═══ Record extracts ═══
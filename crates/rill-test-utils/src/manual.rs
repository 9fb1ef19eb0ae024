//! A deterministic scheduler whose tasks complete on demand.
//!
//! Tokens are sets of task ids and [`combine`](Scheduler::combine) is set
//! union, so tests can assert exactly which work a teardown was ordered
//! after. Work registered with `run_parallel` or [`ManualScheduler::pending`]
//! stays pending until the test calls [`ManualScheduler::complete`];
//! continuations from `schedule_after` run on the calling thread as soon as
//! everything they wait for has completed.

use std::collections::{BTreeMap, BTreeSet};
use std::sync::{Arc, Mutex, MutexGuard};

use rill_core::{ParallelWork, Scheduler, TaskContext, TaskId, WorkerId};

/// Completion token of a [`ManualScheduler`]: the tasks it waits for.
#[derive(Clone, Debug, Default, PartialEq, Eq)]
pub struct ManualToken(Arc<BTreeSet<TaskId>>);

impl ManualToken {
    fn single(id: TaskId) -> Self {
        Self(Arc::new(BTreeSet::from([id])))
    }

    /// Task ids this token directly waits for.
    pub fn tasks(&self) -> impl Iterator<Item = TaskId> + '_ {
        self.0.iter().copied()
    }

    pub fn contains(&self, id: TaskId) -> bool {
        self.0.contains(&id)
    }

    /// Whether the token waits for nothing.
    pub fn is_empty(&self) -> bool {
        self.0.is_empty()
    }
}

enum Work {
    Marker,
    Parallel {
        partitions: usize,
        work: ParallelWork,
    },
    After(Box<dyn FnOnce() + Send>),
}

struct Task {
    deps: ManualToken,
    work: Option<Work>,
    done: bool,
    continuation: bool,
}

#[derive(Default)]
struct State {
    next: u64,
    tasks: BTreeMap<TaskId, Task>,
}

impl State {
    fn insert(&mut self, deps: ManualToken, work: Work, continuation: bool) -> TaskId {
        let id = TaskId(self.next);
        self.next += 1;
        self.tasks.insert(
            id,
            Task {
                deps,
                work: Some(work),
                done: false,
                continuation,
            },
        );
        id
    }

    fn is_done(&self, id: TaskId) -> bool {
        self.tasks.get(&id).is_none_or(|t| t.done)
    }

    fn closure(&self, token: &ManualToken) -> BTreeSet<TaskId> {
        let mut seen = BTreeSet::new();
        let mut stack: Vec<TaskId> = token.tasks().collect();
        while let Some(id) = stack.pop() {
            if seen.insert(id) {
                if let Some(task) = self.tasks.get(&id) {
                    stack.extend(task.deps.tasks());
                }
            }
        }
        seen
    }
}

/// Scheduler for deterministic tests.
pub struct ManualScheduler {
    workers: usize,
    state: Mutex<State>,
}

impl ManualScheduler {
    /// A scheduler that reports `workers` hardware threads.
    pub fn new(workers: usize) -> Self {
        Self {
            workers: workers.max(1),
            state: Mutex::new(State::default()),
        }
    }

    fn state(&self) -> MutexGuard<'_, State> {
        self.state.lock().unwrap_or_else(|e| e.into_inner())
    }

    /// A fresh task with no work that completes when the test says so.
    ///
    /// Stands in for a producer or consumer job in container tests.
    pub fn pending(&self) -> ManualToken {
        let id = self.state().insert(ManualToken::default(), Work::Marker, false);
        ManualToken::single(id)
    }

    /// Complete every task `token` waits for, directly or transitively,
    /// running its work. Continuations that become ready run afterwards.
    pub fn complete(&self, token: &ManualToken) {
        let ready: Vec<Work> = {
            let mut state = self.state();
            let closure = state.closure(token);
            closure
                .into_iter()
                .filter_map(|id| {
                    let task = state.tasks.get_mut(&id)?;
                    if task.done || task.continuation {
                        return None;
                    }
                    task.done = true;
                    task.work.take()
                })
                .collect()
        };
        for work in ready {
            self.run(work);
        }
        self.settle();
    }

    /// Complete every task registered so far.
    pub fn complete_all(&self) {
        let all = {
            let state = self.state();
            ManualToken(Arc::new(state.tasks.keys().copied().collect()))
        };
        self.complete(&all);
    }

    /// Whether every task `token` waits for has completed.
    pub fn is_complete(&self, token: &ManualToken) -> bool {
        let state = self.state();
        token.tasks().all(|id| state.is_done(id))
    }

    /// Every task `token` is ordered after, including its own.
    pub fn dependencies(&self, token: &ManualToken) -> BTreeSet<TaskId> {
        self.state().closure(token)
    }

    /// Whether `token` cannot complete before everything `other` waits for.
    pub fn covers(&self, token: &ManualToken, other: &ManualToken) -> bool {
        let closure = self.dependencies(token);
        other.tasks().all(|id| closure.contains(&id))
    }

    /// Tasks not yet completed.
    pub fn pending_count(&self) -> usize {
        self.state().tasks.values().filter(|t| !t.done).count()
    }

    fn run(&self, work: Work) {
        match work {
            Work::Marker => {}
            Work::Parallel { partitions, work } => {
                for partition in 0..partitions {
                    work(TaskContext {
                        partition,
                        worker: WorkerId((partition % self.workers) as u32),
                    });
                }
            }
            Work::After(work) => work(),
        }
    }

    /// Run continuations whose dependencies have all completed.
    fn settle(&self) {
        loop {
            let next = {
                let mut state = self.state();
                let ready = state
                    .tasks
                    .iter()
                    .find(|(_, t)| {
                        t.continuation && !t.done && t.deps.tasks().all(|d| state.is_done(d))
                    })
                    .map(|(id, _)| *id);
                ready.and_then(|id| {
                    let task = state.tasks.get_mut(&id)?;
                    task.done = true;
                    task.work.take()
                })
            };
            match next {
                Some(work) => self.run(work),
                None => break,
            }
        }
    }
}

impl Scheduler for ManualScheduler {
    type Token = ManualToken;

    fn worker_count(&self) -> usize {
        self.workers
    }

    fn completed(&self) -> ManualToken {
        ManualToken::default()
    }

    fn run_parallel(&self, partitions: usize, work: ParallelWork) -> ManualToken {
        let id = self.state().insert(
            ManualToken::default(),
            Work::Parallel { partitions, work },
            false,
        );
        ManualToken::single(id)
    }

    fn combine(&self, tokens: &[ManualToken]) -> ManualToken {
        let union: BTreeSet<TaskId> = tokens.iter().flat_map(|t| t.tasks()).collect();
        ManualToken(Arc::new(union))
    }

    fn schedule_after(&self, after: &ManualToken, work: Box<dyn FnOnce() + Send>) -> ManualToken {
        let id = self.state().insert(after.clone(), Work::After(work), true);
        self.settle();
        ManualToken::single(id)
    }

    /// Drives `token` to completion on the calling thread.
    fn wait(&self, token: &ManualToken) {
        self.complete(token);
    }
}
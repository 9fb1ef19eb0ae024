//! Instrumented block allocator.

use std::sync::atomic::{AtomicUsize, Ordering};
use std::sync::Arc;

use rill_stream::{BlockAllocator, SharedAllocator};

/// Heap allocator that counts every call.
///
/// Hand a clone of the `Arc` to the code under test as a
/// [`SharedAllocator`] and keep one to inspect the counters.
#[derive(Debug, Default)]
pub struct CountingAllocator {
    allocations: AtomicUsize,
    releases: AtomicUsize,
    bytes_allocated: AtomicUsize,
    bytes_released: AtomicUsize,
}

impl CountingAllocator {
    pub fn new() -> Arc<Self> {
        Arc::new(Self::default())
    }

    /// The same allocator as a trait-object handle.
    pub fn shared(self: &Arc<Self>) -> SharedAllocator {
        Arc::clone(self) as SharedAllocator
    }

    pub fn allocations(&self) -> usize {
        self.allocations.load(Ordering::SeqCst)
    }

    pub fn releases(&self) -> usize {
        self.releases.load(Ordering::SeqCst)
    }

    /// Blocks handed out and not yet returned.
    ///
    /// Releases are read first so a concurrent allocate/release pair
    /// cannot make the difference negative; releasing blocks this
    /// allocator never handed out reads as zero.
    pub fn outstanding(&self) -> usize {
        let releases = self.releases();
        self.allocations().saturating_sub(releases)
    }

    pub fn bytes_allocated(&self) -> usize {
        self.bytes_allocated.load(Ordering::SeqCst)
    }

    pub fn bytes_released(&self) -> usize {
        self.bytes_released.load(Ordering::SeqCst)
    }
}

impl BlockAllocator for CountingAllocator {
    fn allocate(&self, size: usize) -> Box<[u8]> {
        self.allocations.fetch_add(1, Ordering::SeqCst);
        self.bytes_allocated.fetch_add(size, Ordering::SeqCst);
        vec![0u8; size].into_boxed_slice()
    }

    fn release(&self, data: Box<[u8]>) {
        self.releases.fetch_add(1, Ordering::SeqCst);
        self.bytes_released.fetch_add(data.len(), Ordering::SeqCst);
    }
}

#[cfg(test)]
mod tests {
    use super::*;

    #[test]
    fn counts_balance() {
        let counter = CountingAllocator::new();
        let shared = counter.shared();
        let a = shared.allocate(16);
        let b = shared.allocate(16);
        assert_eq!(counter.allocations(), 2);
        assert_eq!(counter.outstanding(), 2);
        shared.release(a);
        shared.release(b);
        assert_eq!(counter.releases(), 2);
        assert_eq!(counter.bytes_released(), counter.bytes_allocated());
    }

    #[test]
    fn foreign_release_does_not_underflow() {
        let counter = CountingAllocator::new();
        counter.shared().release(vec![0u8; 8].into_boxed_slice());
        assert_eq!(counter.releases(), 1);
        assert_eq!(counter.outstanding(), 0);
    }

    #[test]
    fn outstanding_never_underflows_under_churn() {
        let counter = CountingAllocator::new();
        std::thread::scope(|s| {
            for _ in 0..4 {
                let shared = counter.shared();
                s.spawn(move || {
                    for _ in 0..2000 {
                        let block = shared.allocate(8);
                        shared.release(block);
                    }
                });
            }
            s.spawn(|| {
                for _ in 0..2000 {
                    let outstanding = counter.outstanding();
                    assert!(outstanding <= counter.allocations());
                }
            });
        });
        assert_eq!(counter.outstanding(), 0);
    }
}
═══
Please state the number of lines in the listing that include the word "TaskContext", with no other words.

### Solution for this exercise:
2